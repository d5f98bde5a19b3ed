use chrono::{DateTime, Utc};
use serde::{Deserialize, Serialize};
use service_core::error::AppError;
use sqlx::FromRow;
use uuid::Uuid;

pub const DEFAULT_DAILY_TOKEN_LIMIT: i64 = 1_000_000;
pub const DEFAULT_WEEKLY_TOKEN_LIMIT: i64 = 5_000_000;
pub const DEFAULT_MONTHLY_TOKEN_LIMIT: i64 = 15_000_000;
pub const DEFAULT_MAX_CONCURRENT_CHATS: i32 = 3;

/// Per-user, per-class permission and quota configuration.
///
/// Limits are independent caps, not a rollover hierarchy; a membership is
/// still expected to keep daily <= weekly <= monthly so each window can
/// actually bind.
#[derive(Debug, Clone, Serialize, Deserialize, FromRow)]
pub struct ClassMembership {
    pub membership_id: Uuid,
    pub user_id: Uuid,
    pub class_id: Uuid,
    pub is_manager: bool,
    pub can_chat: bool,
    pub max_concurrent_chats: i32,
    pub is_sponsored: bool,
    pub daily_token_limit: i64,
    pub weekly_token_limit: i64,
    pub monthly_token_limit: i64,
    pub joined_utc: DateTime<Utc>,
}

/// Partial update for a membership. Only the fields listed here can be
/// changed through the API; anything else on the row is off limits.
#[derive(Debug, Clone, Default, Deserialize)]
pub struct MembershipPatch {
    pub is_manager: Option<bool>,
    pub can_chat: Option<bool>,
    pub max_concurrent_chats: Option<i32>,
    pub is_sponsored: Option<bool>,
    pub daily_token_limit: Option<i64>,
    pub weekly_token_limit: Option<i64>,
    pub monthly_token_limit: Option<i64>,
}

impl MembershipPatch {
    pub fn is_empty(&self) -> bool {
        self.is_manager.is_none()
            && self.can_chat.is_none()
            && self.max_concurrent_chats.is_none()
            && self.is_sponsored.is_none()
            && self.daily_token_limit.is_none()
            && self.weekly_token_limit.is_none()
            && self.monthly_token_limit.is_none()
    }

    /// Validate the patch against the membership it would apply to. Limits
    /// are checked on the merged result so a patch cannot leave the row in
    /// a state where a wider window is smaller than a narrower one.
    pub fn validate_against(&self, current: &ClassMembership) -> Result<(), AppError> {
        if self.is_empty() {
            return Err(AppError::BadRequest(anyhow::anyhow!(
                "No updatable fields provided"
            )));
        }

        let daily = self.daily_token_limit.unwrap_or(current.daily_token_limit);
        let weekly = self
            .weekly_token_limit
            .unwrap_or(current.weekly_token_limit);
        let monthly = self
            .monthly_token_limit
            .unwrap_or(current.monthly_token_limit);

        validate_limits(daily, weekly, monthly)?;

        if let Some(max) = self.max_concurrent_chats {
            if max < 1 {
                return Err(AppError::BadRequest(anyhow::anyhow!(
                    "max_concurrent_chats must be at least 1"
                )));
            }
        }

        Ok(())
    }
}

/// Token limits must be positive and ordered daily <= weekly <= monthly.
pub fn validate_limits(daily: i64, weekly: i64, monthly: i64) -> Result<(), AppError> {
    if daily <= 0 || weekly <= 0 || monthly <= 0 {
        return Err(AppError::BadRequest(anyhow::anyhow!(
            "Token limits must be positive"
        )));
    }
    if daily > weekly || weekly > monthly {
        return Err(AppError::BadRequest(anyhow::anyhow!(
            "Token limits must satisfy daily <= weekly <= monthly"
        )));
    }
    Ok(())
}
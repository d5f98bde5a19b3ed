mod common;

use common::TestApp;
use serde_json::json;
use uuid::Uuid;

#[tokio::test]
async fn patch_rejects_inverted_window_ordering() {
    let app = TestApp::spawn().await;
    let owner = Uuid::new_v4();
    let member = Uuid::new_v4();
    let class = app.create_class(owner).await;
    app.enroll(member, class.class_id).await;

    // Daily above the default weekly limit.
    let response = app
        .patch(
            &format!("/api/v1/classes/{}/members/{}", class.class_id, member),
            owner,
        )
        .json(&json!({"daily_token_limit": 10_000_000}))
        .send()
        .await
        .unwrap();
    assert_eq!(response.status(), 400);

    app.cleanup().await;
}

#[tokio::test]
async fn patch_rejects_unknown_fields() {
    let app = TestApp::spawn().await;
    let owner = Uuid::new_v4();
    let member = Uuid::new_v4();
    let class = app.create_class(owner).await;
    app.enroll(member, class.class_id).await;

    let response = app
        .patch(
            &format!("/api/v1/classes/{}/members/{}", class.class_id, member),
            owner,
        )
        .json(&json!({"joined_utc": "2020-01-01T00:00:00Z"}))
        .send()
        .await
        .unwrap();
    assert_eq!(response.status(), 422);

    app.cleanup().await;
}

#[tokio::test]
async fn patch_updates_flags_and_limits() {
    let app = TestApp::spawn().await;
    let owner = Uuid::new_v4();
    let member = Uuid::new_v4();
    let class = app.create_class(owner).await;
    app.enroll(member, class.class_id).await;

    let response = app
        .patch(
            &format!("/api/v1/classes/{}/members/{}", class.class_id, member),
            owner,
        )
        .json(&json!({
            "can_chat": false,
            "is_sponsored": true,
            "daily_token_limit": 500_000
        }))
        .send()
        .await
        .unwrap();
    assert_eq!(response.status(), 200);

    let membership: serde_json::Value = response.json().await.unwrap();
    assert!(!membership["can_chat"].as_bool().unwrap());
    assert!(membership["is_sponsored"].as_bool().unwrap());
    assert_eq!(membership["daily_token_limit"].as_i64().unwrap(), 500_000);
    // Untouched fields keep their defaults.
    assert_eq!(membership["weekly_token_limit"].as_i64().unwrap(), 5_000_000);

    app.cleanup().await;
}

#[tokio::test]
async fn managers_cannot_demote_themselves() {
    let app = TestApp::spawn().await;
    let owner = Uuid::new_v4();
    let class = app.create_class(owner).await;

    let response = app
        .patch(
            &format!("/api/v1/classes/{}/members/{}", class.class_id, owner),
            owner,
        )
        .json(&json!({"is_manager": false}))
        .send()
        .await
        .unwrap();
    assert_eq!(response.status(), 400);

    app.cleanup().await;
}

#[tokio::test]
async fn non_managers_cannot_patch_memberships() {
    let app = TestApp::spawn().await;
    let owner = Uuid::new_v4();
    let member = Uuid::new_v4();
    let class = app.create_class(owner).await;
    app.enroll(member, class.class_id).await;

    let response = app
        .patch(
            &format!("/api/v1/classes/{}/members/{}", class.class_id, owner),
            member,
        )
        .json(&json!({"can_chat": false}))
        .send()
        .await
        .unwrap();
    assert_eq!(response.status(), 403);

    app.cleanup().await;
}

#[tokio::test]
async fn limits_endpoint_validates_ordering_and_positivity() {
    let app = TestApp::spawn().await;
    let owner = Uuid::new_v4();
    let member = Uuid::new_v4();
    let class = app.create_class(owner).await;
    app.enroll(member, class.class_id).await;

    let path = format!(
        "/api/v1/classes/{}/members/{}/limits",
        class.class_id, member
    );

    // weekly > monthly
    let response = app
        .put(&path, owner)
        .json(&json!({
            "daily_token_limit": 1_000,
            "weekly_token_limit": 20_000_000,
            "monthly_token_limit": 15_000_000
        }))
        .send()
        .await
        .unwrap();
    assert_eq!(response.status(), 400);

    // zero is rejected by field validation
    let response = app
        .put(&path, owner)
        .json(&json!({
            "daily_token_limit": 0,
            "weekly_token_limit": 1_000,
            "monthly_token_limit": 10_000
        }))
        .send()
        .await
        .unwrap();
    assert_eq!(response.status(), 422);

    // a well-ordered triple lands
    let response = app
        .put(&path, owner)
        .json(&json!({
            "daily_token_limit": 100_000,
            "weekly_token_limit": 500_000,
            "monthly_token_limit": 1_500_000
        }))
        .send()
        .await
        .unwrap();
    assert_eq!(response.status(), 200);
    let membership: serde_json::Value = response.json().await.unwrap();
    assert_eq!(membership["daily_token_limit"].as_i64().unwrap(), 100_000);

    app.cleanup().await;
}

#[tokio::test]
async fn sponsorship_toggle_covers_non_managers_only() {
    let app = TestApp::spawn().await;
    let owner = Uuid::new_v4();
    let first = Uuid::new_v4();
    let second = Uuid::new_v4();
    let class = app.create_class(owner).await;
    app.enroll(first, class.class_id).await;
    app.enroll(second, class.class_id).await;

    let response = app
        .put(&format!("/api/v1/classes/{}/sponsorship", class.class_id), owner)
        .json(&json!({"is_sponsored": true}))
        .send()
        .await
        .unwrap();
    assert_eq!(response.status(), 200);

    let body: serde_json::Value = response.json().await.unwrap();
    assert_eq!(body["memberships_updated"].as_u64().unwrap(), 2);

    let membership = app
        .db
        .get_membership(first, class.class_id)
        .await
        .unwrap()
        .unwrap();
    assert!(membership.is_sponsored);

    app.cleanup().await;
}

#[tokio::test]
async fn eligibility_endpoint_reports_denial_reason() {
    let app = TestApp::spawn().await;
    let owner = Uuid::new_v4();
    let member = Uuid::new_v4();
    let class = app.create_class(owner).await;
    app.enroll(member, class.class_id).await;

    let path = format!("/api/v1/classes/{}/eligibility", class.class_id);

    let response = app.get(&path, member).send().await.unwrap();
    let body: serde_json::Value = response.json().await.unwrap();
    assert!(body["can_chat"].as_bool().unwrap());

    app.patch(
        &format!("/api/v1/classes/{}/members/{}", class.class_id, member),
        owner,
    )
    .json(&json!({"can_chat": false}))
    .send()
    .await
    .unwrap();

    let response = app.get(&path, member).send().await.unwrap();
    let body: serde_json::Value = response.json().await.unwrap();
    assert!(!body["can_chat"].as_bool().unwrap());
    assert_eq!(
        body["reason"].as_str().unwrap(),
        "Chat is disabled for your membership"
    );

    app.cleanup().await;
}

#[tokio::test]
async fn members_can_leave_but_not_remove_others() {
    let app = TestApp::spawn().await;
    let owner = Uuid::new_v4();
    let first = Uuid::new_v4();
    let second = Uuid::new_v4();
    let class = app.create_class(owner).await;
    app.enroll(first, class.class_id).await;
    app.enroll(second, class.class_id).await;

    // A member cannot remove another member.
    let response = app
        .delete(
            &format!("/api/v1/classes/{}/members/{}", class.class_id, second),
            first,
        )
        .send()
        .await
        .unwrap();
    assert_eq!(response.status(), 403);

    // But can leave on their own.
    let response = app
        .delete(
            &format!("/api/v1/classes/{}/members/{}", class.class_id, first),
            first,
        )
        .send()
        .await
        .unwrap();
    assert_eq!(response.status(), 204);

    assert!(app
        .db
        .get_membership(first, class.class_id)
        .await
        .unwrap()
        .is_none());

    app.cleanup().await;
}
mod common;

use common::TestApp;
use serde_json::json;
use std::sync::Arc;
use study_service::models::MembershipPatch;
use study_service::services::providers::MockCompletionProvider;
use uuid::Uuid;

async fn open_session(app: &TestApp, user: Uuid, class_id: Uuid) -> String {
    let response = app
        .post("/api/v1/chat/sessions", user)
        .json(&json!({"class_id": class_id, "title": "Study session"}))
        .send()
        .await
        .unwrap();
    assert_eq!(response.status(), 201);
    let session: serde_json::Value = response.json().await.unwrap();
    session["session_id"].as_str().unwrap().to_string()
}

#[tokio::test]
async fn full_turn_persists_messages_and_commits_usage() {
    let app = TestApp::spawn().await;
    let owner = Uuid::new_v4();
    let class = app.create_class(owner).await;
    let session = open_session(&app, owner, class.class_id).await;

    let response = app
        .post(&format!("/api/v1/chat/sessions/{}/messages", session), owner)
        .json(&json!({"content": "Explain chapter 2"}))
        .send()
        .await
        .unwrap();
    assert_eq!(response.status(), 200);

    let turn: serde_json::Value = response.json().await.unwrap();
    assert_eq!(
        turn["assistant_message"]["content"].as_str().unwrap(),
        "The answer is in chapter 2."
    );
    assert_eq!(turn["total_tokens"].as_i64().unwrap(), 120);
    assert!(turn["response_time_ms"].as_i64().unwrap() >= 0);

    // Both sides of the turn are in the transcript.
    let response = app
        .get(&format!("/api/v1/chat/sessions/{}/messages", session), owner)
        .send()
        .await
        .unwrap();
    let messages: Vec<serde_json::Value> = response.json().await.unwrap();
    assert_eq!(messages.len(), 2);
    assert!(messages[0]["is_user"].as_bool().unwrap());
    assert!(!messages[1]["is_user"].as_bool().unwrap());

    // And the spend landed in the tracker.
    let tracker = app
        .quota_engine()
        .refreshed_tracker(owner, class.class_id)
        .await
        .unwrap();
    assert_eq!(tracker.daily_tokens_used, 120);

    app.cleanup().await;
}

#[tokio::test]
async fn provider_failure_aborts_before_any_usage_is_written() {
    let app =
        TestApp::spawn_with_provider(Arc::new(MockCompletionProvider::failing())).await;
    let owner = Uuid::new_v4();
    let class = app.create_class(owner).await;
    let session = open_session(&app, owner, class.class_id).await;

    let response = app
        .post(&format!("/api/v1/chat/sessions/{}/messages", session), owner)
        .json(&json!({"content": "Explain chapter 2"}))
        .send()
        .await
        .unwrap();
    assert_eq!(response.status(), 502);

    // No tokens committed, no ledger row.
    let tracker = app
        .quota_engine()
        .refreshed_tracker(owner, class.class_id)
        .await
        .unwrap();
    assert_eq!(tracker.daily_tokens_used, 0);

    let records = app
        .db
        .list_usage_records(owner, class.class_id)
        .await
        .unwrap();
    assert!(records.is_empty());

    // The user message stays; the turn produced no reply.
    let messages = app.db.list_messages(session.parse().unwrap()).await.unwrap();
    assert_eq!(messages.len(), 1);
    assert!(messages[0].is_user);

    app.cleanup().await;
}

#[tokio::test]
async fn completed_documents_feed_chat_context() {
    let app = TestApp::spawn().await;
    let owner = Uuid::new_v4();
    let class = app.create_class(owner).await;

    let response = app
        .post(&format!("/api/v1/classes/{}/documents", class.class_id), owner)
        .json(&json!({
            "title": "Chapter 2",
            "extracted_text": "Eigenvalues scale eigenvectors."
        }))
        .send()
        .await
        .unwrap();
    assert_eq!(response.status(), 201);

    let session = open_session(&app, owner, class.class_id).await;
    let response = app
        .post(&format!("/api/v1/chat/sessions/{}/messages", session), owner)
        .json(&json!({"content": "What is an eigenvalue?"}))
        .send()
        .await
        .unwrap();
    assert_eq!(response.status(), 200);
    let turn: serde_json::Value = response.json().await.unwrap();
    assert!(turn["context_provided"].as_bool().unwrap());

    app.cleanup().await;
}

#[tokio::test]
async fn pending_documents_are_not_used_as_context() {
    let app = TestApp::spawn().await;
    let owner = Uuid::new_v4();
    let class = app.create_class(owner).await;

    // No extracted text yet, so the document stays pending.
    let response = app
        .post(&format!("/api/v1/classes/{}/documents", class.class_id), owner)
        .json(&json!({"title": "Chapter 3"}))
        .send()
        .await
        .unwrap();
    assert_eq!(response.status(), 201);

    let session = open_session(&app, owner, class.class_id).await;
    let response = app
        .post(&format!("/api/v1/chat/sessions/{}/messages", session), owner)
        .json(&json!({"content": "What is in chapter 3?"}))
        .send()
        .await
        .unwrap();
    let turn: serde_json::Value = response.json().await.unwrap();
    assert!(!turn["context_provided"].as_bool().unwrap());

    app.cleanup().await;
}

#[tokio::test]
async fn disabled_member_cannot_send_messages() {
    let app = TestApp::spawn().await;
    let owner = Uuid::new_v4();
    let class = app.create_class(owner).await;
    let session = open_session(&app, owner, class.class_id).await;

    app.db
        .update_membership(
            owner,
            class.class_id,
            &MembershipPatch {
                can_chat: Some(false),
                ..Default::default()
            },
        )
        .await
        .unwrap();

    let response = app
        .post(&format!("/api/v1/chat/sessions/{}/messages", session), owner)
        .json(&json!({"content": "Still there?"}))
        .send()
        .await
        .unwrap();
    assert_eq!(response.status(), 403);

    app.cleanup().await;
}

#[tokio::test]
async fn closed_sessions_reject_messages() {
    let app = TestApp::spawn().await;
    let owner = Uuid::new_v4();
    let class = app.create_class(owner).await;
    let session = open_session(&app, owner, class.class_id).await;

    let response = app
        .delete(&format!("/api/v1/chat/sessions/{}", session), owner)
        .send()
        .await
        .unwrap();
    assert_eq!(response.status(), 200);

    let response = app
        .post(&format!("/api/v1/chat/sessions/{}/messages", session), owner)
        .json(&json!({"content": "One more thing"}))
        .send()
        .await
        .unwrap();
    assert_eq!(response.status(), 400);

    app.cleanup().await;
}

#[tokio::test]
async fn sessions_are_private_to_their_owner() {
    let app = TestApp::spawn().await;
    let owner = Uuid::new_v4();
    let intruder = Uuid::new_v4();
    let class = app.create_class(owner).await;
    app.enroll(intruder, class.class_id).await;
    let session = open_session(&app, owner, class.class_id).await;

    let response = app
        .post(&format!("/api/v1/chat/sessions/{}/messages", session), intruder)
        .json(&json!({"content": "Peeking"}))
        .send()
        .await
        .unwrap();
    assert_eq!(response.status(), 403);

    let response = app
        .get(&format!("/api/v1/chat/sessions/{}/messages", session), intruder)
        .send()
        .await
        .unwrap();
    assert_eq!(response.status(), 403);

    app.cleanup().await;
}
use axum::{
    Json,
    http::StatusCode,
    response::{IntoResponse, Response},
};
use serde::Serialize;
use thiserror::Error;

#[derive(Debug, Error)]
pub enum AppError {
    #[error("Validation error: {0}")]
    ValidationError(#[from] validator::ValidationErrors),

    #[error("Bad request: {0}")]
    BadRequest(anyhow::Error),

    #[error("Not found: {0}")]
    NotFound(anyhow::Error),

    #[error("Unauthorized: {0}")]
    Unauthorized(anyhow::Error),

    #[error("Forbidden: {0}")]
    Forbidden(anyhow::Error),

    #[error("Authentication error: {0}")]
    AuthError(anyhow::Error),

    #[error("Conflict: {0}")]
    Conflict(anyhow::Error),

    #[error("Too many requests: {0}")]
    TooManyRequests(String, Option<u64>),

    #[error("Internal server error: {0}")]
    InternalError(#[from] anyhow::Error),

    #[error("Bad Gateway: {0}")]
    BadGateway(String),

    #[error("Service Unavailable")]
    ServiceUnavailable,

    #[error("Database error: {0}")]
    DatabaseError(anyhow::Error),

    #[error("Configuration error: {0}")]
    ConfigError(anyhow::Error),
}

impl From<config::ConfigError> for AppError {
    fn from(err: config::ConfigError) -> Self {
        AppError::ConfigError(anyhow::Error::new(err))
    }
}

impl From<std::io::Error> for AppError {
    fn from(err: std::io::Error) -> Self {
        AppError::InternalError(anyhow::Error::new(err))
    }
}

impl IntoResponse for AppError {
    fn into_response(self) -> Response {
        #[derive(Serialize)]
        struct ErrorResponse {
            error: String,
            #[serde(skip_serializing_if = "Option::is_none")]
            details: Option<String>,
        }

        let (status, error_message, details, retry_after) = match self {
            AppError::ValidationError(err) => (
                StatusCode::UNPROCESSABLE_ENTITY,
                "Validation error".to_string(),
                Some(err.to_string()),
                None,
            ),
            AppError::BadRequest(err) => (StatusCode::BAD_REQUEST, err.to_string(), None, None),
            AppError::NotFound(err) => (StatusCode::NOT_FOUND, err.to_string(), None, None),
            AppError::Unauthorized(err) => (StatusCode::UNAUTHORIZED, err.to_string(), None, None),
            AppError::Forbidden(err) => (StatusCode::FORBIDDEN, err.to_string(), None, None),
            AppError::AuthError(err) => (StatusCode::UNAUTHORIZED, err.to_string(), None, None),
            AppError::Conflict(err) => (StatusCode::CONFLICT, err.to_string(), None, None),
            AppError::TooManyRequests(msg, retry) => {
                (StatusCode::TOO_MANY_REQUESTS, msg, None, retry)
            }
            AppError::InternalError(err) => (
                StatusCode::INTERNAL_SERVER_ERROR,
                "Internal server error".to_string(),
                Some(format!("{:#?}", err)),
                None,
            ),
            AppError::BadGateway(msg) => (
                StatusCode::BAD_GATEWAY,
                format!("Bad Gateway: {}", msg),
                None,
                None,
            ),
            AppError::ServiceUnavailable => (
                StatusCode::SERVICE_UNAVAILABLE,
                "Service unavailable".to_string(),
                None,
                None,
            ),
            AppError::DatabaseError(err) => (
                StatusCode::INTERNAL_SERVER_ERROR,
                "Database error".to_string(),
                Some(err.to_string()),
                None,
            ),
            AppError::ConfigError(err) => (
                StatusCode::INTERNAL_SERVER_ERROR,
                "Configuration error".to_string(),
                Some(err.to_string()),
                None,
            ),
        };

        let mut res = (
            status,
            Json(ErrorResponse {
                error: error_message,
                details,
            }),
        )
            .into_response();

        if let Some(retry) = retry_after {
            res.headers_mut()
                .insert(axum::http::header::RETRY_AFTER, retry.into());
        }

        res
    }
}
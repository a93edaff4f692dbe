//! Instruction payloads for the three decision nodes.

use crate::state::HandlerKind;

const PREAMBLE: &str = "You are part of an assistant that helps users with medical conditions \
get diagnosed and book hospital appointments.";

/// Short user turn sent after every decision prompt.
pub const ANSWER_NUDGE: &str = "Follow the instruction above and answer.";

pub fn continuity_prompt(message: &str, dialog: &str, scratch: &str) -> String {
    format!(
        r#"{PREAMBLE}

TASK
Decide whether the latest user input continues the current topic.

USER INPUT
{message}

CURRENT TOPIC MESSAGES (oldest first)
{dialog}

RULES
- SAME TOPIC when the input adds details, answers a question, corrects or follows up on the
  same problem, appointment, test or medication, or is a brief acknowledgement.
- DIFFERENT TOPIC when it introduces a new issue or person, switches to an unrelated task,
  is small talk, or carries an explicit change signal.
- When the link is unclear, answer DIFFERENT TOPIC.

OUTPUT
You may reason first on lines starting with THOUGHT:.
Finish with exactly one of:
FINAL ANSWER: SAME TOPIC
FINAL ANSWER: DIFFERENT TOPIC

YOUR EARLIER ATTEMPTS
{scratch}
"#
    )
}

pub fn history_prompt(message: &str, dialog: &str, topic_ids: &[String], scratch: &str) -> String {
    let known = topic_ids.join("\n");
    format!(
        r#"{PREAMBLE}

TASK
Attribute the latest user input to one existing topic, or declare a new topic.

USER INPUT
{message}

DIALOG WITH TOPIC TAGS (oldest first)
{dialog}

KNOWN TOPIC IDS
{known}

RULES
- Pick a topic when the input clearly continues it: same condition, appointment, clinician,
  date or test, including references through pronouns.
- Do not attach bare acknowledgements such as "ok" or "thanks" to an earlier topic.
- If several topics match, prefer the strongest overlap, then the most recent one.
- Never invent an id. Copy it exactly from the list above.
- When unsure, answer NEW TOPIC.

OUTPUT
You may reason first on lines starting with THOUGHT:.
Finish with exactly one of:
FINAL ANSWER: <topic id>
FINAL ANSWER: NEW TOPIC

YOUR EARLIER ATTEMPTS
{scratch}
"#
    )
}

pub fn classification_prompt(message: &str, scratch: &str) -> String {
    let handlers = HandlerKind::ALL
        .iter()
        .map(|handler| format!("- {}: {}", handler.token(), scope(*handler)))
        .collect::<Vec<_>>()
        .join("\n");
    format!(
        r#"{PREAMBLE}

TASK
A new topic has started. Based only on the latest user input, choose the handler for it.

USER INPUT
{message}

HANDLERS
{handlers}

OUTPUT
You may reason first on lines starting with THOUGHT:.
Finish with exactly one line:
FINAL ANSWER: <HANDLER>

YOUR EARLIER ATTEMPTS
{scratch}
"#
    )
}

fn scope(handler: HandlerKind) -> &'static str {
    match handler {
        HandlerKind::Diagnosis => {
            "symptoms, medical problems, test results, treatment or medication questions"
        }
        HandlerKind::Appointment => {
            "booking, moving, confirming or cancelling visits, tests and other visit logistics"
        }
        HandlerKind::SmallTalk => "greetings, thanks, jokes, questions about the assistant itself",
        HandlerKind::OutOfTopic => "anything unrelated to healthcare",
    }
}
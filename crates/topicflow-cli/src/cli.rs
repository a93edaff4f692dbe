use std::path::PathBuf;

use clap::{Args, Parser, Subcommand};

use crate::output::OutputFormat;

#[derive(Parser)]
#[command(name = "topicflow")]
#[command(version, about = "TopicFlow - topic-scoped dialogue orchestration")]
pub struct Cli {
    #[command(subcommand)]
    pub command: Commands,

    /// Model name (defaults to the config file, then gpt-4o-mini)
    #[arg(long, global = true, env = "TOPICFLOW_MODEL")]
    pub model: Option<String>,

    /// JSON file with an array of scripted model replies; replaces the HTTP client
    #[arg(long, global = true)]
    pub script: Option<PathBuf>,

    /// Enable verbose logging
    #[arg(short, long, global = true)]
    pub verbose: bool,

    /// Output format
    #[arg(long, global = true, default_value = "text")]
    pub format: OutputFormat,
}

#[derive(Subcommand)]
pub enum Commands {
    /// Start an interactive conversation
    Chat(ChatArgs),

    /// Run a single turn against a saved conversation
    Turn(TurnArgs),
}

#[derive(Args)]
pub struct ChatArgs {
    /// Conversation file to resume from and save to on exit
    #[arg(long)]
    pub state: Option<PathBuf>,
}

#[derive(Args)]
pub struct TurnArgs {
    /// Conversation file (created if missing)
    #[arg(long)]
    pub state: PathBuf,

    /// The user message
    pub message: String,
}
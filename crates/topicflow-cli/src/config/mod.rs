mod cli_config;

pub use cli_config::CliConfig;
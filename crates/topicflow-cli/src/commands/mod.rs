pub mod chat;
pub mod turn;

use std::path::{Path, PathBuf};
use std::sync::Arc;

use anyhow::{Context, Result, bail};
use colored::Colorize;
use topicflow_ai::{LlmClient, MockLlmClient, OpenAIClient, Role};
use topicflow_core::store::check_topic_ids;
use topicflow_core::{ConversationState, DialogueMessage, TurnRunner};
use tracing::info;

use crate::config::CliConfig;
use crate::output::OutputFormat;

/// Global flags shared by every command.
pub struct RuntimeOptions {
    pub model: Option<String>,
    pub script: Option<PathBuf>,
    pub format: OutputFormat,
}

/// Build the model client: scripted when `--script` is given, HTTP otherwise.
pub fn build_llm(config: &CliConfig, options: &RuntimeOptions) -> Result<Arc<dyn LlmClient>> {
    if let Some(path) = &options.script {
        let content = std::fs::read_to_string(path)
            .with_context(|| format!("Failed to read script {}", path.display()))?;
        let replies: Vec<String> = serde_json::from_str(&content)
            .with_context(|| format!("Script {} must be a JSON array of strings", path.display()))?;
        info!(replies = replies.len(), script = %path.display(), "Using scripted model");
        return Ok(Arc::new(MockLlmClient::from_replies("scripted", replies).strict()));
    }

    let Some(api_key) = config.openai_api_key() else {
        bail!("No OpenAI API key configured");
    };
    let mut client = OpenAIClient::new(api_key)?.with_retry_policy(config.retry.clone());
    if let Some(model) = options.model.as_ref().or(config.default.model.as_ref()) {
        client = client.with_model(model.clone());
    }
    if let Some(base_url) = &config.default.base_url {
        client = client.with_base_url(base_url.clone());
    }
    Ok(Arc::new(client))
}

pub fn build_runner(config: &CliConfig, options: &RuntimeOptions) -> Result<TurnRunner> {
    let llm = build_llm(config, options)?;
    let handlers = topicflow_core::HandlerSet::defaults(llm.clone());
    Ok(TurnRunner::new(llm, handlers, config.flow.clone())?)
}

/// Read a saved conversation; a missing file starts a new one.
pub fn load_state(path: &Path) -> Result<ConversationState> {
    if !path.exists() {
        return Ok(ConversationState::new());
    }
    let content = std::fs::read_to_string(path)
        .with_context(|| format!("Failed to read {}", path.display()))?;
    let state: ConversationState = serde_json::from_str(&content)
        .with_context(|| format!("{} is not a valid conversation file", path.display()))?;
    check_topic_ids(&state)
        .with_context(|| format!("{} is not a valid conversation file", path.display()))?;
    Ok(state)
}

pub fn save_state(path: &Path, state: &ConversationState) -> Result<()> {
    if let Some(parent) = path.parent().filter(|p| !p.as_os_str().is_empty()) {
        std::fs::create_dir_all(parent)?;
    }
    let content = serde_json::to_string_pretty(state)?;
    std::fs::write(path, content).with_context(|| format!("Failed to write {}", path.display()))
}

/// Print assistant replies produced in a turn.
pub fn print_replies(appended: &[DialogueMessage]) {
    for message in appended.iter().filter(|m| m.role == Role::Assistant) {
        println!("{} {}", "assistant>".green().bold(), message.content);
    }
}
---
**About this exercise**
Nothing outside this range should appear: the lines from the start of the listing through the line with "pub const DEFAULT_WEEKLY_TOKEN_LIMIT: i64", each reproduced exactly, both ends included.

**Exercise result**
repository d5f98bde5a19b3ed
use chrono::{DateTime, Utc};
use serde::{Deserialize, Serialize};
use service_core::error::AppError;
use sqlx::FromRow;
use uuid::Uuid;

pub const DEFAULT_DAILY_TOKEN_LIMIT: i64 = 1_000_000;
pub const DEFAULT_WEEKLY_TOKEN_LIMIT: i64 = 5_000_000;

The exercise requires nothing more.